## TASK DESCRIPTION:
This exercise calls for a copy of every line in the listing below that carries the word "discarded".

## PROVIDED DATA:
☆ ☆ ☆ ☆ ☆ ☆ ☆

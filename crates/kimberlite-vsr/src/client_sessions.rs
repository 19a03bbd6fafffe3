//! Client session management for VSR.
//!
//! # VRR Paper Bugs Fixed
//!
//! This module fixes two bugs found in the original Viewstamped Replication Revisited paper,
//! as documented by TigerBeetle:
//!
//! ## Bug 1: Successive Client Crashes
//!
//! **Problem:** When a client crashes and restarts, it resets its request number to 0.
//! If the server still has the old session cached, it returns the reply for request #0
//! from the *previous* client incarnation, not the current one.
//!
//! **Fix:** Explicit session registration. Each client must register before sending requests.
//! Registration creates a new session with a fresh request number space.
//!
//! ## Bug 2: Uncommitted Request Table Updates
//!
//! **Problem:** The VRR paper updates the client table when a request is *prepared* (not yet committed).
//! During a view change, the new leader doesn't have uncommitted prepares, so it rejects
//! requests from clients whose table was updated but not committed. Client is locked out.
//!
//! **Fix:** Separate committed vs uncommitted tracking. Only update the committed table
//! after a request is actually committed. Track uncommitted requests separately and discard
//! them on view change.
//!
//! # References
//!
//! - TigerBeetle: `src/vsr/client_sessions.zig`
//! - VRR paper: "Viewstamped Replication Revisited" (Liskov & Cowling, 2012)

use std::collections::{BinaryHeap, HashMap};
use std::cmp::Reverse;

use kimberlite_types::Timestamp;
use serde::{Deserialize, Serialize};

use crate::types::OpNumber;

// ============================================================================
// ClientId
// ============================================================================

/// Unique identifier for a client session.
///
/// A client registers once and gets assigned a unique ID. All subsequent
/// requests from that client include this ID.
///
/// # Design Note
///
/// We use u64 for simplicity. Production systems might want UUIDs for
/// cross-cluster uniqueness.
#[derive(Debug, Clone, Copy, PartialEq, Eq, Hash, Serialize, Deserialize, PartialOrd, Ord)]
pub struct ClientId(u64);

impl ClientId {
    /// Creates a new client ID.
    pub fn new(id: u64) -> Self {
        Self(id)
    }

    /// Returns the client ID as a u64.
    pub fn as_u64(&self) -> u64 {
        self.0
    }
}

impl std::fmt::Display for ClientId {
    fn fmt(&self, f: &mut std::fmt::Formatter<'_>) -> std::fmt::Result {
        write!(f, "client#{}", self.0)
    }
}

// ============================================================================
// CommittedSession
// ============================================================================

/// A committed client session with cached reply.
///
/// This represents a client whose requests have been committed. The cached
/// reply enables idempotent retry - if the client resends the same request
/// number, we return the cached reply instead of re-executing.
#[derive(Debug, Clone, PartialEq, Eq, Serialize, Deserialize)]
pub struct CommittedSession {
    /// The highest request number committed for this client.
    pub request_number: u64,

    /// The operation number where this request was committed.
    pub committed_op: OpNumber,

    /// Cached reply data (for idempotent retry).
    ///
    /// Stores the Effects produced when this request was committed.
    /// When a duplicate request is detected, we return these cached effects
    /// instead of re-executing the command.
    pub reply_op: OpNumber,

    /// Cached effects from the committed operation.
    ///
    /// These are the exact effects produced when the kernel applied this
    /// command. Replaying these effects provides idempotent retry.
    pub cached_effects: Vec<kimberlite_kernel::Effect>,

    /// Timestamp when this session was last committed.
    ///
    /// Used for deterministic eviction: all replicas evict the session
    /// with the oldest commit timestamp.
    pub commit_timestamp: Timestamp,
}

impl CommittedSession {
    /// Creates a new committed session.
    pub fn new(
        request_number: u64,
        committed_op: OpNumber,
        reply_op: OpNumber,
        cached_effects: Vec<kimberlite_kernel::Effect>,
        commit_timestamp: Timestamp,
    ) -> Self {
        Self {
            request_number,
            committed_op,
            reply_op,
            cached_effects,
            commit_timestamp,
        }
    }
}

// ============================================================================
// UncommittedSession
// ============================================================================

/// An uncommitted client session.
///
/// This tracks requests that have been prepared but not yet committed.
/// If a view change occurs, these are discarded (the new leader doesn't
/// have them). This prevents the "client lockout" bug from the VRR paper.
#[derive(Debug, Clone, PartialEq, Eq, Serialize, Deserialize)]
pub struct UncommittedSession {
    /// The request number being prepared (not yet committed).
    pub request_number: u64,

    /// The operation number where this request is being prepared.
    pub preparing_op: OpNumber,
}

impl UncommittedSession {
    /// Creates a new uncommitted session.
    pub fn new(request_number: u64, preparing_op: OpNumber) -> Self {
        Self {
            request_number,
            preparing_op,
        }
    }
}

// ============================================================================
// SessionEviction (for priority queue)
// ============================================================================

/// Entry for the eviction priority queue.
///
/// We maintain a min-heap of sessions ordered by commit_timestamp.
/// When eviction is needed, we remove the session with the oldest timestamp.
#[derive(Debug, Clone, PartialEq, Eq)]
struct SessionEviction {
    client_id: ClientId,
    commit_timestamp: Timestamp,
}

impl PartialOrd for SessionEviction {
    fn partial_cmp(&self, other: &Self) -> Option<std::cmp::Ordering> {
        Some(self.cmp(other))
    }
}

impl Ord for SessionEviction {
    fn cmp(&self, other: &Self) -> std::cmp::Ordering {
        // Normal order - used with Reverse wrapper for min-heap
        self.commit_timestamp.cmp(&other.commit_timestamp)
    }
}

// ============================================================================
// ClientSessions
// ============================================================================

/// Configuration for client session management.
#[derive(Debug, Clone, Copy, PartialEq, Eq, Serialize, Deserialize)]
pub struct ClientSessionsConfig {
    /// Maximum number of committed sessions to retain.
    ///
    /// When exceeded, the session with the oldest commit_timestamp is evicted.
    pub max_sessions: usize,
}

impl Default for ClientSessionsConfig {
    fn default() -> Self {
        Self {
            max_sessions: 100_000, // Support 100k concurrent clients
        }
    }
}

impl ClientSessionsConfig {
    /// Configuration for testing (small limits).
    pub fn testing() -> Self {
        Self { max_sessions: 100 }
    }
}

/// Client session manager.
///
/// Tracks both committed and uncommitted sessions to provide idempotent
/// request processing while avoiding VRR paper bugs.
///
/// # Design Invariants
///
/// 1. **Committed sessions** are durable across view changes
/// 2. **Uncommitted sessions** are discarded on view change
/// 3. **Eviction is deterministic** - all replicas evict the same session (oldest commit_timestamp)
/// 4. **Request numbers are monotonic** - each client's request numbers only increase
#[derive(Debug, Clone)]
pub struct ClientSessions {
    /// Committed sessions with cached replies.
    committed: HashMap<ClientId, CommittedSession>,

    /// Uncommitted sessions (prepared but not committed).
    uncommitted: HashMap<ClientId, UncommittedSession>,

    /// Priority queue for deterministic eviction.
    ///
    /// Min-heap ordered by commit_timestamp. Oldest sessions evicted first.
    eviction_queue: BinaryHeap<Reverse<SessionEviction>>,

    /// Next client ID to assign.
    next_client_id: u64,

    /// Configuration.
    config: ClientSessionsConfig,
}

impl ClientSessions {
    /// Creates a new empty client session manager.
    pub fn new(config: ClientSessionsConfig) -> Self {
        Self {
            committed: HashMap::new(),
            uncommitted: HashMap::new(),
            eviction_queue: BinaryHeap::new(),
            next_client_id: 1, // Start at 1 (0 reserved for special use)
            config,
        }
    }

    /// Creates a manager with default configuration.
    pub fn with_defaults() -> Self {
        Self::new(ClientSessionsConfig::default())
    }

    /// Registers a new client session.
    ///
    /// Returns the assigned `ClientId`. The client must include this ID
    /// in all subsequent requests.
    ///
    /// # Design Note
    ///
    /// In production, registration might include authentication, rate limiting,
    /// etc. For now, we just assign IDs monotonically.
    pub fn register_client(&mut self) -> ClientId {
        let client_id = ClientId::new(self.next_client_id);
        self.next_client_id = self.next_client_id.saturating_add(1);
        client_id
    }

    /// Checks if a request is a duplicate of a committed request.
    ///
    /// # Returns
    ///
    /// - `Some(session)` if this request was already committed (return cached reply)
    /// - `None` if this is a new request or higher request number
    ///
    /// # Design
    ///
    /// We only check committed sessions. Uncommitted sessions don't have replies yet.
    pub fn check_duplicate(
        &self,
        client_id: ClientId,
        request_number: u64,
    ) -> Option<&CommittedSession> {
        let session = self.committed.get(&client_id)?;

        // If request number matches, this is a duplicate
        if session.request_number == request_number {
            Some(session)
        } else {
            None
        }
    }

    /// Records an uncommitted request (during prepare phase).
    ///
    /// This tracks that a request is being prepared but not yet committed.
    /// If a view change occurs, uncommitted sessions are discarded.
    ///
    /// # Arguments
    ///
    /// * `client_id` - Client sending the request
    /// * `request_number` - Request number (must be > any committed request)
    /// * `preparing_op` - Operation number being prepared
    ///
    /// # Returns
    ///
    /// - `Ok(())` if recorded successfully
    /// - `Err(msg)` if request number is invalid (not monotonic)
    pub fn record_uncommitted(
        &mut self,
        client_id: ClientId,
        request_number: u64,
        preparing_op: OpNumber,
    ) -> Result<(), String> {
        // Check monotonicity: request number must be > any committed request
        if let Some(committed) = self.committed.get(&client_id) {
            if request_number <= committed.request_number {
                return Err(format!(
                    "request number {} not greater than committed {}",
                    request_number, committed.request_number
                ));
            }
        }

        // Record uncommitted session
        let session = UncommittedSession::new(request_number, preparing_op);
        self.uncommitted.insert(client_id, session);

        Ok(())
    }

    /// Commits a request (move from uncommitted to committed).
    ///
    /// This is called after a request reaches consensus and is committed.
    /// The session moves from uncommitted to committed, and a reply is cached.
    ///
    /// # Arguments
    ///
    /// * `client_id` - Client whose request is being committed
    /// * `request_number` - Request number being committed
    /// * `committed_op` - Operation number where committed
    /// * `reply_op` - Operation number to return as reply
    /// * `cached_effects` - Effects produced by this request (for idempotent retry)
    /// * `commit_timestamp` - When this was committed (for eviction)
    ///
    /// # Returns
    ///
    /// - `Ok(())` if committed successfully
    /// - `Err(msg)` if request number doesn't match uncommitted
    pub fn commit_request(
        &mut self,
        client_id: ClientId,
        request_number: u64,
        committed_op: OpNumber,
        reply_op: OpNumber,
        cached_effects: Vec<kimberlite_kernel::Effect>,
        commit_timestamp: Timestamp,
    ) -> Result<(), String> {
        // Validate that this request is uncommitted
        if let Some(uncommitted) = self.uncommitted.get(&client_id) {
            if uncommitted.request_number != request_number {
                return Err(format!(
                    "committing request {} but uncommitted is {}",
                    request_number, uncommitted.request_number
                ));
            }
        }

        // Remove from uncommitted
        self.uncommitted.remove(&client_id);

        // Add to committed
        let session = CommittedSession::new(
            request_number,
            committed_op,
            reply_op,
            cached_effects,
            commit_timestamp,
        );
        self.committed.insert(client_id, session);

        // Add to eviction queue
        self.eviction_queue.push(Reverse(SessionEviction {
            client_id,
            commit_timestamp,
        }));

        // Check if eviction is needed
        if self.committed.len() > self.config.max_sessions {
            self.evict_oldest();
        }

        Ok(())
    }

    /// Discards all uncommitted sessions.
    ///
    /// Called during view change. The new leader doesn't have uncommitted
    /// prepares from the old leader, so we discard them to avoid client lockout.
    pub fn discard_uncommitted(&mut self) {
        self.uncommitted.clear();
    }

    /// Evicts the session with the oldest commit timestamp.
    ///
    /// This is deterministic - all replicas will evict the same session
    /// because they all use commit_timestamp for ordering.
    fn evict_oldest(&mut self) {
        while let Some(Reverse(eviction)) = self.eviction_queue.pop() {
            // Check if this session still exists (might have been evicted already)
            if let Some(session) = self.committed.get(&eviction.client_id) {
                // Verify timestamp matches (session might have been updated)
                if session.commit_timestamp == eviction.commit_timestamp {
                    self.committed.remove(&eviction.client_id);
                    tracing::debug!(
                        client = %eviction.client_id,
                        timestamp = ?eviction.commit_timestamp,
                        "evicted oldest client session"
                    );
                    return;
                }
            }
        }
    }

    /// Returns the number of committed sessions.
    pub fn committed_count(&self) -> usize {
        self.committed.len()
    }

    /// Returns the number of uncommitted sessions.
    pub fn uncommitted_count(&self) -> usize {
        self.uncommitted.len()
    }

    /// Returns true if there are no sessions.
    pub fn is_empty(&self) -> bool {
        self.committed.is_empty() && self.uncommitted.is_empty()
    }
}

impl Default for ClientSessions {
    fn default() -> Self {
        Self::with_defaults()
    }
}

// ============================================================================
// Tests
// ============================================================================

☆ ☆ ☆ ☆ ☆ ☆ ☆

## TASK OUTPUT:
/// If a view change occurs, these are discarded (the new leader doesn't
/// 2. **Uncommitted sessions** are discarded on view change
    /// If a view change occurs, uncommitted sessions are discarded.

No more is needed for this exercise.